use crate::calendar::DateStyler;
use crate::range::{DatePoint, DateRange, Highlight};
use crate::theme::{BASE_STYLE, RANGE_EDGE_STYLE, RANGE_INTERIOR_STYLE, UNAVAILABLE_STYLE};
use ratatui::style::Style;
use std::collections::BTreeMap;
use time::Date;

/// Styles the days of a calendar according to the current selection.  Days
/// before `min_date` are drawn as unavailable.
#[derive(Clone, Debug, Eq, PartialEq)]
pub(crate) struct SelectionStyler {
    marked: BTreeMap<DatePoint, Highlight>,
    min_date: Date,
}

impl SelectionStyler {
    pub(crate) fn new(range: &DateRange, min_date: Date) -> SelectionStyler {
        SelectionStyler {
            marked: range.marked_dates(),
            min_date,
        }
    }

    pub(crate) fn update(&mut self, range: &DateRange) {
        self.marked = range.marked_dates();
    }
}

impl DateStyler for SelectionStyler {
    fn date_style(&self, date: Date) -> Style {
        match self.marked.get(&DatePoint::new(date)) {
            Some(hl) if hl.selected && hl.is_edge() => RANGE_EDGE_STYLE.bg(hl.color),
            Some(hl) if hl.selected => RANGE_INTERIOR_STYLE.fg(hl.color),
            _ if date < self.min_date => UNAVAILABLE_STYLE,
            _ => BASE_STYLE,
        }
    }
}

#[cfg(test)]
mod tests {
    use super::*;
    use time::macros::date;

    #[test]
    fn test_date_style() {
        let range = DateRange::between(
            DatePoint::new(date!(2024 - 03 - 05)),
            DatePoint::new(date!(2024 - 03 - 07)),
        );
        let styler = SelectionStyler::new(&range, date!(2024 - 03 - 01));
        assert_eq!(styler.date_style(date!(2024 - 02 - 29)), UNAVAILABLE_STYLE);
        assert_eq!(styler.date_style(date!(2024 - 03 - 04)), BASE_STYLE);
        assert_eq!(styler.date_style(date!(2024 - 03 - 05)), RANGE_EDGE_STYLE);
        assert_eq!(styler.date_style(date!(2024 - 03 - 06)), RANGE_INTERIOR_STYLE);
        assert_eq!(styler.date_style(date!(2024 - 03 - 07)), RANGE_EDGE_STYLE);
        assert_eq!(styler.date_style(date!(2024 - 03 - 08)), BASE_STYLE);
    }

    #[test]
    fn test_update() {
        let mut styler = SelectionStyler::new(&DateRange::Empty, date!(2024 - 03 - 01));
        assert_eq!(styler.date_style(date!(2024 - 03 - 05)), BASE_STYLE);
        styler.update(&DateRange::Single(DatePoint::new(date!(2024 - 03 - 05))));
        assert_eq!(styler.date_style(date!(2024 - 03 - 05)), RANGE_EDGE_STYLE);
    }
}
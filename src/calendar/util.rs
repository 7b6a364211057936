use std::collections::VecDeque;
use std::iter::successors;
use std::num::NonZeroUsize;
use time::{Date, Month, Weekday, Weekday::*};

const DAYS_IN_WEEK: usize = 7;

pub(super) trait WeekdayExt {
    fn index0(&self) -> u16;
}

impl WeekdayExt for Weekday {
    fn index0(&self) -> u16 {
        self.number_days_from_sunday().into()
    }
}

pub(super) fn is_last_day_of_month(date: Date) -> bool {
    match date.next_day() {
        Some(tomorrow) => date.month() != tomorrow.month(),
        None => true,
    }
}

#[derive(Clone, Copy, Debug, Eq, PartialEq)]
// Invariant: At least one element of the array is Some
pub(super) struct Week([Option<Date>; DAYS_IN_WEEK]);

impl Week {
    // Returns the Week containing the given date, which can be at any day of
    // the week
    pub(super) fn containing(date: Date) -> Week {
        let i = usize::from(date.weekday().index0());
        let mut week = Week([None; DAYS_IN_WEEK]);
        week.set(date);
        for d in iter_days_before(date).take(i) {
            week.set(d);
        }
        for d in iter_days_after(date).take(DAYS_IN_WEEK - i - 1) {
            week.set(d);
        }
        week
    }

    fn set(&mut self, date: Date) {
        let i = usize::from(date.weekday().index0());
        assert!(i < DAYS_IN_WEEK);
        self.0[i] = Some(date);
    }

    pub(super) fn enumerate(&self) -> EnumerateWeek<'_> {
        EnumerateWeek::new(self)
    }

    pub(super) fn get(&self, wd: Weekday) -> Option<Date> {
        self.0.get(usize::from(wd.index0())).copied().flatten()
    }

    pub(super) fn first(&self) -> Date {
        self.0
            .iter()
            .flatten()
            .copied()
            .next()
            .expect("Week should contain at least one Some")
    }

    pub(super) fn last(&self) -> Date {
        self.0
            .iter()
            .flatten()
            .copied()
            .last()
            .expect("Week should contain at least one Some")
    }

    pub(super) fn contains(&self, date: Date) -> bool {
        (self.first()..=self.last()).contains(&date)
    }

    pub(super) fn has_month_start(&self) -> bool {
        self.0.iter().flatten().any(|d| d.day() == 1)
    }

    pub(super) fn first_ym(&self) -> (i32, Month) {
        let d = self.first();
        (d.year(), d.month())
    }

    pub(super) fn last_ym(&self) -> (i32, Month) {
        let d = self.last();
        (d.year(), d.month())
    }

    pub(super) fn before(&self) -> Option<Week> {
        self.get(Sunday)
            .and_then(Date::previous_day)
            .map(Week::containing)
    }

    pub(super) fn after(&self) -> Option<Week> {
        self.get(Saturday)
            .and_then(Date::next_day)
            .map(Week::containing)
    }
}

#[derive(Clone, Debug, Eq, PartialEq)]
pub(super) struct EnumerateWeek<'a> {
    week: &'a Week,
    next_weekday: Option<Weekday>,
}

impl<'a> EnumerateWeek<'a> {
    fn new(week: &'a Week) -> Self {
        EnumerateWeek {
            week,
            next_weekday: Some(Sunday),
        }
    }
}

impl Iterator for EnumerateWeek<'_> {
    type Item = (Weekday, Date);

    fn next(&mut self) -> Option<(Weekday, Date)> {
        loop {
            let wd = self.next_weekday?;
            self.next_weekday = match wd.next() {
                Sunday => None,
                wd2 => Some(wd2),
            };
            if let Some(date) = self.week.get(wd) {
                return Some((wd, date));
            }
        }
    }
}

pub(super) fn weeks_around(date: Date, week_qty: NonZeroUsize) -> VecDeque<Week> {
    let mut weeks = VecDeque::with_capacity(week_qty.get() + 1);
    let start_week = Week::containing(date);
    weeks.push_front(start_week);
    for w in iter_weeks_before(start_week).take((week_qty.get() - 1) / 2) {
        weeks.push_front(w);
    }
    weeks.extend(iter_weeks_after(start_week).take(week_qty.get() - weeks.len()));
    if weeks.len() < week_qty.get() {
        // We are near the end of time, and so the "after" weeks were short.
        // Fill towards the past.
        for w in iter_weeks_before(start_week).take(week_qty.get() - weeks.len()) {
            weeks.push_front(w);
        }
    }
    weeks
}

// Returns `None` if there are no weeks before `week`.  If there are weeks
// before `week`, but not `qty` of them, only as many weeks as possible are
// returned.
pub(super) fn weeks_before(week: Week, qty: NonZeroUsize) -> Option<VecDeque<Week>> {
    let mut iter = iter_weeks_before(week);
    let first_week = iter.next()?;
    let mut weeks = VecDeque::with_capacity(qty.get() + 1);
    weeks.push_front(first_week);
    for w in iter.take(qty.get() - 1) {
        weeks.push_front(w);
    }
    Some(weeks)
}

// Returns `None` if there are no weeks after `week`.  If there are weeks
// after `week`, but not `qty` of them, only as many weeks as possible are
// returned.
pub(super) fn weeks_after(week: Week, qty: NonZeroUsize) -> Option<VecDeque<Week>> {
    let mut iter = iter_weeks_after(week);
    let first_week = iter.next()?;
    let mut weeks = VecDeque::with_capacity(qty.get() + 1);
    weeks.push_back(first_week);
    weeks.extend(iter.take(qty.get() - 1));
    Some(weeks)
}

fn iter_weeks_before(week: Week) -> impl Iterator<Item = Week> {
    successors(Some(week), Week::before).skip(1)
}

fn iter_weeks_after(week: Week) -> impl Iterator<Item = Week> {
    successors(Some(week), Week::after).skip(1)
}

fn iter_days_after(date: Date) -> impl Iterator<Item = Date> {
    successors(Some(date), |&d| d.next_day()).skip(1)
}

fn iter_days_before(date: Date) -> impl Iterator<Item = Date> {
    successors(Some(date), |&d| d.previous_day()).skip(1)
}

* Prompt
Retype the first line of the entries and every line after it, please, through the line that contains "Styles the days". Add nothing.

* Task response
use crate::calendar::DateStyler;
use crate::range::{DatePoint, DateRange, Highlight};
use crate::theme::{BASE_STYLE, RANGE_EDGE_STYLE, RANGE_INTERIOR_STYLE, UNAVAILABLE_STYLE};
use ratatui::style::Style;
use std::collections::BTreeMap;
use time::Date;

/// Styles the days of a calendar according to the current selection.  Days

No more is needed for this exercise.